Work request | Output each line of the data word for word, from the first through the line that holds "pub enum WatchdeckError", and leave off whatever follows.

Collected data entries:
============================================================

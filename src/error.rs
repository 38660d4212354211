use std::path::PathBuf;
use thiserror::Error;

/// Main error type for the watchdeck registry and its surfaces
#[derive(Debug, Error)]
pub enum WatchdeckError {
    // Launch errors, the only ones a caller is expected to act on
    #[error("{0} must not be empty")]
    EmptyField(&'static str),

    #[error("Invalid instance name '{0}': must be a single file name segment")]
    InvalidName(String),

    #[error("Monitor executable does not exist: {}", .0.display())]
    ExecutableMissing(PathBuf),

    #[error("Failed to launch monitor: {0}")]
    SpawnFailed(String),

    #[error("Instance not found: {0}")]
    InstanceNotFound(String),

    // State store errors
    #[error("Failed to save state: {0}")]
    StateSaveError(String),

    // Configuration errors
    #[error("Configuration error: {0}")]
    ConfigError(String),

    #[error("Invalid configuration file: {0}")]
    InvalidConfig(String),

    #[error("Configuration validation failed: {0}")]
    ConfigValidationError(String),

    // IPC errors
    #[error("IPC error: {0}")]
    IpcError(String),

    #[error("Failed to connect to daemon: {0}")]
    ConnectionError(String),

    #[error("IPC protocol error: {0}")]
    ProtocolError(String),

    #[error("Daemon not running")]
    DaemonNotRunning,

    #[error("Daemon already running (PID: {0})")]
    DaemonAlreadyRunning(u32),

    #[error("PID file error: {0}")]
    PidFileError(String),

    #[error("Serialization error: {0}")]
    SerializationError(String),

    #[error("Deserialization error: {0}")]
    DeserializationError(String),

    #[error("{0}")]
    Other(String),
}

impl WatchdeckError {
    /// Whether the error came from bad user input rather than the environment
    pub fn is_validation(&self) -> bool {
        matches!(
            self,
            WatchdeckError::EmptyField(_) | WatchdeckError::InvalidName(_)
        )
    }
}

/// Result type alias for watchdeck operations
pub type Result<T> = std::result::Result<T, WatchdeckError>;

============================================================

Task solution |
filename src/error.rs
repository 38660d4212354211
use std::path::PathBuf;
use thiserror::Error;

/// Main error type for the watchdeck registry and its surfaces
#[derive(Debug, Error)]
pub enum WatchdeckError {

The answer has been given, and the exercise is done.